[Stored items]
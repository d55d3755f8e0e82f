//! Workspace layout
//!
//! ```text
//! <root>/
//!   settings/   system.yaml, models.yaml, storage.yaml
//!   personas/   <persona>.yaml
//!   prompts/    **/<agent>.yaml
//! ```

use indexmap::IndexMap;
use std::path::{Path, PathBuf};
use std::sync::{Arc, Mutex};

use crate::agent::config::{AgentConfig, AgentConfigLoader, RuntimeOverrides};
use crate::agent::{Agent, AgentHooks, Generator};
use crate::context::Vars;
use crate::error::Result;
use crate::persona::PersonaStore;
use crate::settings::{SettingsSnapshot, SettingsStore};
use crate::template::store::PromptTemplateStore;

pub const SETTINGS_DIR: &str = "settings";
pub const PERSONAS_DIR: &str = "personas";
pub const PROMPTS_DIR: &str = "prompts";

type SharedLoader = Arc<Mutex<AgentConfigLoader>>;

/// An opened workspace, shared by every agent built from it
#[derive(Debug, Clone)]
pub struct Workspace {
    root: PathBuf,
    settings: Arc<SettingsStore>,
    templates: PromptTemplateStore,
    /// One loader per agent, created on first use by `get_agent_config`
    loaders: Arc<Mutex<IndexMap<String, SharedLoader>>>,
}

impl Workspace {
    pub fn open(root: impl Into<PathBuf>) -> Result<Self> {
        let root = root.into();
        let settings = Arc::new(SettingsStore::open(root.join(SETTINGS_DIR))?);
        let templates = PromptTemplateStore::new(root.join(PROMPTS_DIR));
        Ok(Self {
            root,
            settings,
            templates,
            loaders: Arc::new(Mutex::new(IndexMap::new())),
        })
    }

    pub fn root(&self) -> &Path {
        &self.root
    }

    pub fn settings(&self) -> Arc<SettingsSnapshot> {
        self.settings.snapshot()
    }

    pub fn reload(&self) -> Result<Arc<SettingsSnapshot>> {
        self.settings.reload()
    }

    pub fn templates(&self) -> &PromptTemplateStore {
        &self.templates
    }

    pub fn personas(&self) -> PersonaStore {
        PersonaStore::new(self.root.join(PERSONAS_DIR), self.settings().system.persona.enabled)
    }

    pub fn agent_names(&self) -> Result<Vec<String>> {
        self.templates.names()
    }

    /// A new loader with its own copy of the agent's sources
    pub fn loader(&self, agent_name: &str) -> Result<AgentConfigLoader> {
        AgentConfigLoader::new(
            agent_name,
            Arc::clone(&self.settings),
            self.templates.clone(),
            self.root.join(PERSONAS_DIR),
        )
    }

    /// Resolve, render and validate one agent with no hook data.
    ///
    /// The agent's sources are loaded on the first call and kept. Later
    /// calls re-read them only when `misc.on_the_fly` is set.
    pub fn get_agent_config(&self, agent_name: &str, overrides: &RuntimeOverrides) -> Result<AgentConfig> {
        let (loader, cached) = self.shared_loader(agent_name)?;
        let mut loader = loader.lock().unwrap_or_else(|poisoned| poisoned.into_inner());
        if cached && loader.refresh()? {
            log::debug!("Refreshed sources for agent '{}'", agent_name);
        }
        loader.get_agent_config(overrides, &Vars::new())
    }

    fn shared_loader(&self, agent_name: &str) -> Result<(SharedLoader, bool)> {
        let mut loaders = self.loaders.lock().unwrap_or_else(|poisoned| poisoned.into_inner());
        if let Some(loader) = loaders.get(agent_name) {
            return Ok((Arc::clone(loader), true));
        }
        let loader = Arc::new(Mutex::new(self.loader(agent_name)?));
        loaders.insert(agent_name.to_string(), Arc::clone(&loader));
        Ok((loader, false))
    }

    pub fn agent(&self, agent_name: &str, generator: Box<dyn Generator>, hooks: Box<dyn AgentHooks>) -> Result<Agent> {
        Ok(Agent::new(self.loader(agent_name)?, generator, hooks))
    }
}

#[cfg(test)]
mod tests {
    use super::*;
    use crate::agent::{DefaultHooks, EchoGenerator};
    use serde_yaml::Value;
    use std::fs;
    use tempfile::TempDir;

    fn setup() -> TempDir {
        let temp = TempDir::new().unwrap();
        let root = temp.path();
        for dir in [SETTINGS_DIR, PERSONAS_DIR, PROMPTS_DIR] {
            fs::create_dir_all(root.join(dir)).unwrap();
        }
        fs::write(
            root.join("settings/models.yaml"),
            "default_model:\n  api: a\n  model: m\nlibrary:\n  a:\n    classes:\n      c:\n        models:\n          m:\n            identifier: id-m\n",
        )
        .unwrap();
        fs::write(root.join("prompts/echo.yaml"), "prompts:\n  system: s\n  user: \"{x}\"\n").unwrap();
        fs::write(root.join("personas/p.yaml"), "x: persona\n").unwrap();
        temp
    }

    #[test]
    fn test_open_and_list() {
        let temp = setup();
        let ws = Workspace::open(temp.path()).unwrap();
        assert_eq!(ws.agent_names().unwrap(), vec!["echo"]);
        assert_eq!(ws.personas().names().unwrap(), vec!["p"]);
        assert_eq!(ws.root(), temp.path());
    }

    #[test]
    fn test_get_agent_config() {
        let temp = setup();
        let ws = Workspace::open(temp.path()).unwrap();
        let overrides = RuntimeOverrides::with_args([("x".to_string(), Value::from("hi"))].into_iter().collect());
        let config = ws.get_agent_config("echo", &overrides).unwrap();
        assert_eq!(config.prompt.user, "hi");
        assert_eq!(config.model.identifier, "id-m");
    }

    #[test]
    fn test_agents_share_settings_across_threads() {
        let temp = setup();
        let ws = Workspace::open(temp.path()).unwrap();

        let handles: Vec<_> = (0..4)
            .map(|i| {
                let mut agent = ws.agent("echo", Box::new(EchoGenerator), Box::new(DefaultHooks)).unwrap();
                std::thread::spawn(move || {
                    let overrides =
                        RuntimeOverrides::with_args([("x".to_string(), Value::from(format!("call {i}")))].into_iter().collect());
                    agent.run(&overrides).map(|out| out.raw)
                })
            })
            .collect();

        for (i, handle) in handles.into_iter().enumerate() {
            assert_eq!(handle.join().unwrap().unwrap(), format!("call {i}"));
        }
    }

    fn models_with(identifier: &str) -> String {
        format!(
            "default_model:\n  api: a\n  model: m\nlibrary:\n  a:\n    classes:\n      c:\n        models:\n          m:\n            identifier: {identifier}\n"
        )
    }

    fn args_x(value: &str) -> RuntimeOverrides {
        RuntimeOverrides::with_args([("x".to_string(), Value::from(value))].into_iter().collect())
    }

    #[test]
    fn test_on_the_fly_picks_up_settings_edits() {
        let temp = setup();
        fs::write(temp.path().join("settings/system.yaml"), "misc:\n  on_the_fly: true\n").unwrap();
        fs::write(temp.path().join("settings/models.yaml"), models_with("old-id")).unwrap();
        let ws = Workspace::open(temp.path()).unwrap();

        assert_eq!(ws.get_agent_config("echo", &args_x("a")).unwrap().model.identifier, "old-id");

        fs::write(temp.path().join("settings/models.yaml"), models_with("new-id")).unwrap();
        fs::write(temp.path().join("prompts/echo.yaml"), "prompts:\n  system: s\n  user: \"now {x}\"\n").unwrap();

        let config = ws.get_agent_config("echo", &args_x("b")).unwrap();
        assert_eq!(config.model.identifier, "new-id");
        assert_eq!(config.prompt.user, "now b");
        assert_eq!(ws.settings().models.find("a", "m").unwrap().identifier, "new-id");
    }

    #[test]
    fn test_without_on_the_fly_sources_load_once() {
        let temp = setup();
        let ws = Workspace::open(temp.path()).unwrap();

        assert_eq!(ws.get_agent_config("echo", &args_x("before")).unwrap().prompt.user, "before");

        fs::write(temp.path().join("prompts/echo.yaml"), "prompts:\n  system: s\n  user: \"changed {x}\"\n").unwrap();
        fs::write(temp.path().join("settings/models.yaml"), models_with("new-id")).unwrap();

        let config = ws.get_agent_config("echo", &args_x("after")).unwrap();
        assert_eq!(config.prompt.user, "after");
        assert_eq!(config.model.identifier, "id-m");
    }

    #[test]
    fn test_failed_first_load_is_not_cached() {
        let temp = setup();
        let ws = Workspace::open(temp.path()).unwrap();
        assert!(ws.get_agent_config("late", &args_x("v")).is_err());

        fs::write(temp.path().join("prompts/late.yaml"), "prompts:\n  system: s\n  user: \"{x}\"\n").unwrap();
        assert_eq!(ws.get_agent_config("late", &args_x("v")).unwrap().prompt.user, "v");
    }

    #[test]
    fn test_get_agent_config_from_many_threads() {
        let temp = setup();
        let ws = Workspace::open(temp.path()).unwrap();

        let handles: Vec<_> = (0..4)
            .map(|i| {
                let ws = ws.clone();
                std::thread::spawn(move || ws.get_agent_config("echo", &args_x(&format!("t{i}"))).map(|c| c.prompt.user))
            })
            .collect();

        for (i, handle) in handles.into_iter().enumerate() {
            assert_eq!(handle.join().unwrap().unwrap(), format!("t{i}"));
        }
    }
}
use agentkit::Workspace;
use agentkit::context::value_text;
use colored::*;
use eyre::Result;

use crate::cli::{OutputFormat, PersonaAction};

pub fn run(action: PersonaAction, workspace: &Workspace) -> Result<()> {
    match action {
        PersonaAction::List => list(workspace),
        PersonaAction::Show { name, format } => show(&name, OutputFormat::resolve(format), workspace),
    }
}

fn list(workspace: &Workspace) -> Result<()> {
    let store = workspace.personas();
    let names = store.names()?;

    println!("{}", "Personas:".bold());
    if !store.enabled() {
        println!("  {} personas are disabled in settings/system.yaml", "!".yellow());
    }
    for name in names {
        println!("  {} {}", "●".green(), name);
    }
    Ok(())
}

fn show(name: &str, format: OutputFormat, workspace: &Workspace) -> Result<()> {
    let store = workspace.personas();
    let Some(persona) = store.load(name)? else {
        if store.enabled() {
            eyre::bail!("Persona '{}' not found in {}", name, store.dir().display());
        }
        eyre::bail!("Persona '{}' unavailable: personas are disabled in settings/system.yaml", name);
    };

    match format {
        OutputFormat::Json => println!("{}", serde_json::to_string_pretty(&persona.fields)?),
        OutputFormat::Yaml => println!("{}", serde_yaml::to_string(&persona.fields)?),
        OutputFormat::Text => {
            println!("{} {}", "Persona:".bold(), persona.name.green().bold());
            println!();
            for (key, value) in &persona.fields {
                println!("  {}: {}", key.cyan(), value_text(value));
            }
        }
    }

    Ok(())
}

Assignment. Copy the records above exactly, from the first line through the line containing "#[derive(Debug, Clone)]", and include nothing else.

Answer to this task.
repository d55d3755f8e0e82f
//! Workspace layout
//!
//! ```text
//! <root>/
//!   settings/   system.yaml, models.yaml, storage.yaml
//!   personas/   <persona>.yaml
//!   prompts/    **/<agent>.yaml
//! ```

use indexmap::IndexMap;
use std::path::{Path, PathBuf};
use std::sync::{Arc, Mutex};

use crate::agent::config::{AgentConfig, AgentConfigLoader, RuntimeOverrides};
use crate::agent::{Agent, AgentHooks, Generator};
use crate::context::Vars;
use crate::error::Result;
use crate::persona::PersonaStore;
use crate::settings::{SettingsSnapshot, SettingsStore};
use crate::template::store::PromptTemplateStore;

pub const SETTINGS_DIR: &str = "settings";
pub const PERSONAS_DIR: &str = "personas";
pub const PROMPTS_DIR: &str = "prompts";

type SharedLoader = Arc<Mutex<AgentConfigLoader>>;

/// An opened workspace, shared by every agent built from it
#[derive(Debug, Clone)]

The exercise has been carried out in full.